In stark contrast to Leon's exuberance was the anxiety and gloom that pervaded most of the works in the New Music Consort's recital of recent works. Chameleon (1981)--a trio for flute, cello, and piano by Marilyn Bliss--supposedly took the lizard's "remarkable adaptability" as an inspiration. But what I heard in the performance by Judith Pearce on flute, Madeleine Shapiro on cello, and Martin Goldray on piano were largely empty gestures: anguished sounds occasionally turning ferocious but ultimately tiresome--an academic exercise gone awry. The two neatly crafted miniatures Bohmes Liebeslied and Bittersweet Music I by Bun-Ching Lam, a Macao-born American with a PhD in composition, also had a forlorn air. Bohmes Liebeslied, for flute and piano, is arresting in its low-key broodiness; Bittersweet Music I, its piccolo a lonely bird in its nervous twitters, continued the despairing mood. Spring Sonata, for flute and piano by the highly touted Soviet composer Elena Firsova, carried on the sense of desolation, somberness, and futility. The two instruments begin their uneasy encounter in agitation (lots of trills); after a long elegiac middle the duet turns playful, with the impetuous flute having the last word. Here too the writing is elegant and thoughtful--the program notes point to the "organic unfolding, blossom-like, of the musical material"--but the music fails to make any emotional connection.

Extremes--the latest work by the evening's best-known composer, Barbara Kolb--is an intricate study in interwoven, contrasting textures. The two-movement flute-cello duo starts off solemnly. (One can't help but get the impression that women composers have taken up wind instruments, particularly the flute, with a vengeance.) The tender musings between the two instruments climax in a delirious panic before fading out altogether. The second movement begins with energetic rhythms (lots of 16th-note triplets). The sharp exchanges slowly come to a halt, only to end in an outburst of affirmation. Kolb's music, according to the program notes, "is emotive and evocative--the progeny of Ravel and Debussy with occasional reminiscences of American jazz." But while impressive in its sophistication, this work is too constrained by its formalism to be either emotive or evocative.
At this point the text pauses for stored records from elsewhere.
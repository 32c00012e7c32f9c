//! MCP tool implementations.
//!
//! This module contains all tools exposed by the mcp-swcache server.

pub mod cache;
pub mod lifecycle;
pub mod sw_fetch;

use rmcp::{
    ErrorData as McpError,
    model::{CallToolResult, Content},
};
use serde::Serialize;
use swcache_core::Error;

/// Serialize a tool output as pretty JSON text content.
pub(crate) fn json_result<T: Serialize>(output: &T) -> Result<CallToolResult, McpError> {
    let json = serde_json::to_string_pretty(output)
        .map_err(|e| Error::InvalidInput(format!("Failed to serialize output: {e}")))?;
    Ok(CallToolResult::success(vec![Content::text(json)]))
}
//! Partition rows.
//!
//! A partition is a named, versioned region of the cache. Rows are created
//! lazily the first time a partition is opened; deleting a row cascades to
//! its entries.

use super::connection::CacheDb;
use super::version::CacheVersion;
use crate::Error;
use chrono::Utc;
use serde::{Deserialize, Serialize};
use tokio_rusqlite::params;

/// Partition metadata with its current entry count.
#[derive(Debug, Clone, PartialEq, Eq, Serialize, Deserialize, schemars::JsonSchema)]
pub struct PartitionInfo {
    pub partition_key: String,
    pub tag: String,
    pub name: String,
    pub created_at: String,
    pub entry_count: u64,
}

impl CacheDb {
    /// Create the partition row if missing and return its key.
    pub async fn ensure_partition(&self, version: &CacheVersion, name: &str) -> Result<String, Error> {
        let partition_key = version.partition_key(name);
        let tag = version.tag();
        let name = name.to_string();
        let created_at = Utc::now().to_rfc3339();

        let key = partition_key.clone();
        self.conn
            .call(move |conn| -> Result<(), Error> {
                conn.execute(
                    "INSERT OR IGNORE INTO partitions (partition_key, tag, name, created_at)
                    VALUES (?1, ?2, ?3, ?4)",
                    params![key, tag, name, created_at],
                )?;
                Ok(())
            })
            .await
            .map_err(Error::from)?;

        Ok(partition_key)
    }

    /// All partitions, ordered by key.
    pub async fn list_partitions(&self) -> Result<Vec<PartitionInfo>, Error> {
        self.conn
            .call(|conn| -> Result<Vec<PartitionInfo>, Error> {
                let mut stmt = conn.prepare(
                    "SELECT p.partition_key, p.tag, p.name, p.created_at, COUNT(e.cache_key)
                    FROM partitions p
                    LEFT JOIN cache_entries e ON e.partition_key = p.partition_key
                    GROUP BY p.partition_key
                    ORDER BY p.partition_key",
                )?;

                let rows = stmt.query_map([], |row| {
                    Ok(PartitionInfo {
                        partition_key: row.get(0)?,
                        tag: row.get(1)?,
                        name: row.get(2)?,
                        created_at: row.get(3)?,
                        entry_count: row.get::<_, i64>(4)? as u64,
                    })
                })?;

                let partitions = rows.collect::<Result<Vec<_>, _>>()?;
                Ok(partitions)
            })
            .await
            .map_err(Error::from)
    }

    /// Delete one partition and its entries.
    ///
    /// Returns whether the partition existed.
    pub async fn delete_partition(&self, partition_key: &str) -> Result<bool, Error> {
        let partition_key = partition_key.to_string();
        self.conn
            .call(move |conn| -> Result<bool, Error> {
                let count = conn.execute("DELETE FROM partitions WHERE partition_key = ?1", params![partition_key])?;
                Ok(count > 0)
            })
            .await
            .map_err(Error::from)
    }

    /// Delete every partition whose tag differs from `keep_tag`.
    ///
    /// Returns the deleted partition keys.
    pub async fn delete_partitions_except_tag(&self, keep_tag: &str) -> Result<Vec<String>, Error> {
        let keep_tag = keep_tag.to_string();
        self.conn
            .call(move |conn| -> Result<Vec<String>, Error> {
                let tx = conn.transaction()?;
                let stale = {
                    let mut stmt =
                        tx.prepare("SELECT partition_key FROM partitions WHERE tag != ?1 ORDER BY partition_key")?;
                    let rows = stmt.query_map(params![keep_tag], |row| row.get::<_, String>(0))?;
                    rows.collect::<Result<Vec<_>, _>>()?
                };
                tx.execute("DELETE FROM partitions WHERE tag != ?1", params![keep_tag])?;
                tx.commit()?;
                Ok(stale)
            })
            .await
            .map_err(Error::from)
    }
}

#[cfg(test)]
mod tests {
    use super::*;

    #[tokio::test]
    async fn test_ensure_partition_is_idempotent() {
        let db = CacheDb::open_in_memory().await.unwrap();
        let v = CacheVersion::new("app", "1").unwrap();

        let first = db.ensure_partition(&v, "api").await.unwrap();
        let second = db.ensure_partition(&v, "api").await.unwrap();
        assert_eq!(first, "app:1:api");
        assert_eq!(first, second);

        let partitions = db.list_partitions().await.unwrap();
        assert_eq!(partitions.len(), 1);
        assert_eq!(partitions[0].tag, "app:1");
        assert_eq!(partitions[0].name, "api");
        assert_eq!(partitions[0].entry_count, 0);
    }

    #[tokio::test]
    async fn test_delete_partitions_except_tag() {
        let db = CacheDb::open_in_memory().await.unwrap();
        let old = CacheVersion::new("app", "1").unwrap();
        let new = CacheVersion::new("app", "2").unwrap();

        db.ensure_partition(&old, "api").await.unwrap();
        db.ensure_partition(&old, "images").await.unwrap();
        db.ensure_partition(&new, "api").await.unwrap();

        let deleted = db.delete_partitions_except_tag(&new.tag()).await.unwrap();
        assert_eq!(deleted, vec!["app:1:api".to_string(), "app:1:images".to_string()]);

        let remaining = db.list_partitions().await.unwrap();
        assert_eq!(remaining.len(), 1);
        assert_eq!(remaining[0].partition_key, "app:2:api");
    }

    #[tokio::test]
    async fn test_delete_partition() {
        let db = CacheDb::open_in_memory().await.unwrap();
        let v = CacheVersion::new("app", "1").unwrap();
        let key = db.ensure_partition(&v, "asset").await.unwrap();

        assert!(db.delete_partition(&key).await.unwrap());
        assert!(!db.delete_partition(&key).await.unwrap());
    }
}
In Judith Weir's Several Concertos, cello, piano, and piccolo each get five minutes center stage. The instruments' capabilities are explored to the hilt (often through wide-note clusters), and their cliches knowingly exploited. In its movement, the cello launches its attacks with vigor and mock mirth, all against a thin backdrop provided by the flute and the piano. During its star turn, the piano sounds like a crazed Victor Borge--delicate and trembling one moment, madly virtuosic the next, then as naive as an obedient pupil. At one point in the performance the pianist "accidentally" dropped his right hand on the keyboard--and the humor was that the improvisational gesture wasn't at all out of place. The piccolo's movement is lyrical and leisurely, highlighted by playful pirouettes. If nothing else, this 1981 work earns high marks for its sense of fun. All three soloists--Pearce, Shapiro, and Goldray--were as precise and empathetic in their playing as one would expect from the best new-music apostles.

Overall, these concerts provided a vital introduction to women composers from both sides of the Atlantic. Yet I felt neither enlightened nor enthralled. It was nice to have heard the 19th-century compositions, but none is a revelation, for the women seemed to have been simply studiously following the accepted styles of their male counterparts. Compared to them, the contemporary compositions are no more original. Their composers are expert and conscientious craftsmen, but do they have anything striking to express? Are they in touch with their emotions? (The same, of course, can be said about the overwhelming majority of contemporary male composers.) With the exception of Leon's vibrant, jungle-fever voice, they sounded like enervated intellectuals suffering from anxiety attacks.